Allahın beyanıyla faydalanın; öğüdüyle öğütlenin;
Onun öğüdünü kabul edin,tutun.Çünkü;
Allah,özürler getirmenize karşı açık deliller sunar;
Sevdiğini size bildirdi; hoşlanmadığı şeyleri anlattı;
Bütün bunları da buyruklarına uymanız,
Yasakladığı şeylerden kaçınmanız için ikaz etti.
Cennet hoşa gitmeyen şeylerle kaplanmıştır,
Cehennem isteklerle kaplanmıştır buyurmuştur.
Tabiatın hoşlanmadığına dayanır isyan,suç yoktur,
Ancak nefsin isteğine,dileğine bağlanır.
Allah rahmet etsin şehvetinden kaçınan,
Nefsinin dileğini söküp atan kişiye; şu nefis,
İnsanı olmayacaklara sürükler,götürür; insan,
Dileklerini söküp atmadıkça boyuna,
Onun dileğine uyar,suça,isyana düşer gider.

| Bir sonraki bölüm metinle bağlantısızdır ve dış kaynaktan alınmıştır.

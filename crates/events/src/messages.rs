use chrono::{DateTime, Utc};
use core_types::{Execution, Position, Kline};
use rust_decimal::Decimal;
use serde::{Deserialize, Serialize};
use serde_json::Value as JsonValue;
use uuid::Uuid;

/// Enum representing the severity of a log message for structured logging.
#[derive(Debug, Clone, PartialEq, Eq, Serialize, Deserialize)]
pub enum LogLevel {
    Info,
    Warn,
    Error,
}

/// A structured log message to be sent over WebSocket.
#[derive(Debug, Clone, PartialEq, Serialize, Deserialize)]
pub struct LogMessage {
    pub timestamp: DateTime<Utc>,
    pub level: LogLevel,
    pub message: String,
}

/// A complete snapshot of the portfolio's current state.
/// This message provides the frontend with all the data needed to render the main dashboard.
#[derive(Debug, Clone, PartialEq, Serialize, Deserialize)]
pub struct PortfolioState {
    pub timestamp: DateTime<Utc>,
    pub cash: Decimal,
    pub total_value: Decimal,
    pub positions: Vec<Position>,
}

/// A kline data message containing symbol and kline information.
#[derive(Debug, Clone, PartialEq, Serialize, Deserialize)]
pub struct KlineData {
    pub symbol: String,
    pub kline: Kline,
}

/// The top-level WebSocket message enum.
/// All communication from the server to the client will be one of these variants.
///
/// The `#[serde(tag = "type", content = "payload")]` attribute is a powerful `serde` feature.
/// It serializes the enum into a clean JSON object, which is easy for the frontend to handle.
/// For example, a `Log` variant would look like:
/// `{
///   "type": "Log",
///   "payload": {
///     "timestamp": "...",
///     "level": "Info",
///     "message": "..."
///   }
/// }`
#[derive(Debug, Clone, PartialEq, Serialize, Deserialize)]
#[serde(tag = "type", content = "payload")]
pub enum WsMessage {
    /// A structured log message.
    Log(LogMessage),
    /// A full snapshot of the portfolio state.
    PortfolioState(PortfolioState),
    /// A notification that a single trade has been executed.
    TradeExecuted(Execution),
    /// A simple message to confirm to a new client that its WebSocket connection is active.
    Connected,
    /// Real-time kline data for a symbol.
    KlineData(KlineData),
}

/// The wire schema for the multi-agent workflow engine's progress stream
/// (see the iteration-loop event ordering in `workflow`). Every variant
/// carries the session's iteration index where applicable; `complete` and
/// `error` are the only terminal types, and nothing is emitted after them.
#[derive(Debug, Clone, PartialEq, Serialize, Deserialize)]
#[serde(tag = "type", rename_all = "snake_case")]
pub enum ProgressEvent {
    /// Sent once a newly opened stream has finished replaying buffered
    /// history; everything after this point is live.
    Ready,
    /// Idle keep-alive, emitted on a fixed interval while a session is
    /// otherwise quiet, so the consumer's connection is not reaped.
    Heartbeat { ts: DateTime<Utc> },
    SupervisorStart { ts: DateTime<Utc>, user_query: String },
    IterationStart { ts: DateTime<Utc>, iteration: u32 },
    CodeGenerationStart { ts: DateTime<Utc>, iteration: u32 },
    CodeGenerationComplete {
        ts: DateTime<Utc>,
        iteration: u32,
        changes_made: Vec<String>,
    },
    InsightsGeneration { ts: DateTime<Utc>, iteration: u32 },
    InsightsComplete {
        ts: DateTime<Utc>,
        iteration: u32,
        insights: JsonValue,
    },
    BacktestStart { ts: DateTime<Utc>, iteration: u32 },
    BacktestComplete {
        ts: DateTime<Utc>,
        iteration: u32,
        total_trades: u32,
        total_return_pct: Decimal,
    },
    AnalysisStart { ts: DateTime<Utc>, iteration: u32 },
    AnalysisComplete {
        ts: DateTime<Utc>,
        iteration: u32,
        needs_refinement: bool,
        issues: Vec<String>,
    },
    Refinement {
        ts: DateTime<Utc>,
        iteration: u32,
        message: String,
    },
    /// Terminal: the workflow finished (successfully or by exhausting its
    /// bounds) and `results[session_id]` already holds the final value.
    Complete {
        ts: DateTime<Utc>,
        session_id: Uuid,
        final_analysis: JsonValue,
    },
    /// Terminal: the workflow could not produce a result.
    Error {
        ts: DateTime<Utc>,
        session_id: Uuid,
        message: String,
    },
}

impl ProgressEvent {
    /// `complete`/`error` are the only terminal types; nothing may be
    /// emitted on a session's stream after one of these.
    pub fn is_terminal(&self) -> bool {
        matches!(self, ProgressEvent::Complete { .. } | ProgressEvent::Error { .. })
    }
}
use thiserror::Error;

#[derive(Error, Debug)]
pub enum ExecutorError {
    #[error("Not enough cash available to execute trade. Required: {required}, Available: {available}")]
    InsufficientCash { required: String, available: String },

    #[error("Position not found for symbol: {0}")]
    PositionNotFound(String),

    #[error("Invalid order quantity for closing position. Requested: {requested}, Available: {available}")]
    InvalidClosingQuantity { requested: String, available: String },
    
    #[error("An unexpected portfolio state was encountered: {0}")]
    PortfolioError(String),

    #[error("API error: {0}")]
    Api(String),
}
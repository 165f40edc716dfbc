//! Bridges the backtest core's `(bars, feeds)` inputs to the outside world:
//! a cache-through kline fetcher (`database` first, `api_client` on a miss)
//! and a sentiment/news prefetcher built from `sentiment::SourceStrictRouter`,
//! resolving only the sources a strategy's conditions actually reference.

use std::collections::{BTreeSet, HashMap, HashSet};
use std::sync::Arc;

use api_client::ApiClient;
use chrono::{DateTime, Utc};
use core_types::{Bar, ConditionSpec, SentimentSource, StrategySpec};
use database::DbRepository;
use rust_decimal::Decimal;
use sentiment::SourceStrictRouter;
use strategies::PrefetchedFeeds;

use crate::error::WorkflowError;

const DAILY_INTERVAL: &str = "1d";

pub struct MarketDataSource {
    api_client: Arc<dyn ApiClient>,
    repo: Arc<DbRepository>,
    sentiment_router: Arc<SourceStrictRouter>,
}

impl MarketDataSource {
    pub fn new(
        api_client: Arc<dyn ApiClient>,
        repo: Arc<DbRepository>,
        sentiment_router: Arc<SourceStrictRouter>,
    ) -> Self {
        Self {
            api_client,
            repo,
            sentiment_router,
        }
    }

    /// Cache-through daily bars for one symbol: a hit in the `klines` table
    /// is returned as-is; a miss falls through to the exchange and the
    /// fetched bars are persisted for next time.
    async fn bars_for(
        &self,
        symbol: &str,
        start: DateTime<Utc>,
        end: DateTime<Utc>,
    ) -> Result<Vec<Bar>, WorkflowError> {
        let cached = self
            .repo
            .get_klines_by_date_range(symbol, DAILY_INTERVAL, start, end)
            .await?;
        if !cached.is_empty() {
            return Ok(cached);
        }

        let fetched = self
            .api_client
            .fetch_klines(symbol, DAILY_INTERVAL, start, end)
            .await
            .map_err(|e| WorkflowError::MarketData(e.to_string()))?;
        for kline in &fetched {
            self.repo.save_kline(symbol, kline).await?;
        }
        Ok(fetched)
    }

    /// §4.5 step 1: fetches daily bars for every symbol the strategy trades
    /// over the requested lookback window.
    pub async fn bars_for_strategy(
        &self,
        strategy: &StrategySpec,
        days: u32,
    ) -> Result<HashMap<String, Vec<Bar>>, WorkflowError> {
        let end = Utc::now();
        let start = end - chrono::Duration::days(days as i64);
        let mut bars = HashMap::with_capacity(strategy.assets.len());
        for symbol in &strategy.assets {
            bars.insert(symbol.clone(), self.bars_for(symbol, start, end).await?);
        }
        Ok(bars)
    }

    /// Resolves every `(symbol, source, date)` triple the strategy's
    /// conditions could reference, ahead of the backtest's synchronous
    /// per-date loop. A strategy with no sentiment/news conditions never
    /// touches the router.
    pub async fn feeds_for_strategy(
        &self,
        strategy: &StrategySpec,
        bars: &HashMap<String, Vec<Bar>>,
    ) -> Result<PrefetchedFeeds, WorkflowError> {
        let mut feeds = PrefetchedFeeds::new();
        let sources = sentiment_sources(strategy);
        let needs_news = uses_news(strategy);
        if sources.is_empty() && !needs_news {
            return Ok(feeds);
        }

        for symbol in &strategy.assets {
            let dates: BTreeSet<_> = bars
                .get(symbol)
                .map(|bars| bars.iter().map(|b| b.close_time.date_naive()).collect())
                .unwrap_or_default();

            for date in dates {
                for source in &sources {
                    if let Some(score) = self.sentiment_router.sentiment(symbol, *source, date).await? {
                        feeds.insert_sentiment(symbol, *source, date, score);
                    }
                }
                if needs_news {
                    if let Some(score) = self
                        .sentiment_router
                        .sentiment(symbol, SentimentSource::News, date)
                        .await?
                    {
                        feeds.insert_news_positive(symbol, date, score > Decimal::ZERO);
                    }
                }
            }
        }
        Ok(feeds)
    }
}

fn sentiment_sources(strategy: &StrategySpec) -> Vec<SentimentSource> {
    let mut sources = HashSet::new();
    for condition in strategy.entry_conditions.iter().chain(strategy.exit.custom_exit.iter()) {
        if let ConditionSpec::Sentiment { source, .. } = condition {
            sources.insert(*source);
        }
    }
    sources.into_iter().collect()
}

fn uses_news(strategy: &StrategySpec) -> bool {
    strategy
        .entry_conditions
        .iter()
        .chain(strategy.exit.custom_exit.iter())
        .any(|c| matches!(c, ConditionSpec::News))
}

İnanan,nefsinden zanlara düşerek,
Düzeninden emin olmadan sabahlar,akşamlar;
Boyuna nefsini ayıplar,onu kınar durur.
Sizden öncekiler gibi olun; önceki gidenlere uyun;
Onlar,dünyada,göçecek kişiler gibi çadır kurdular,
Konaklardan göçen kişiler gibi bırakıp göçtüler.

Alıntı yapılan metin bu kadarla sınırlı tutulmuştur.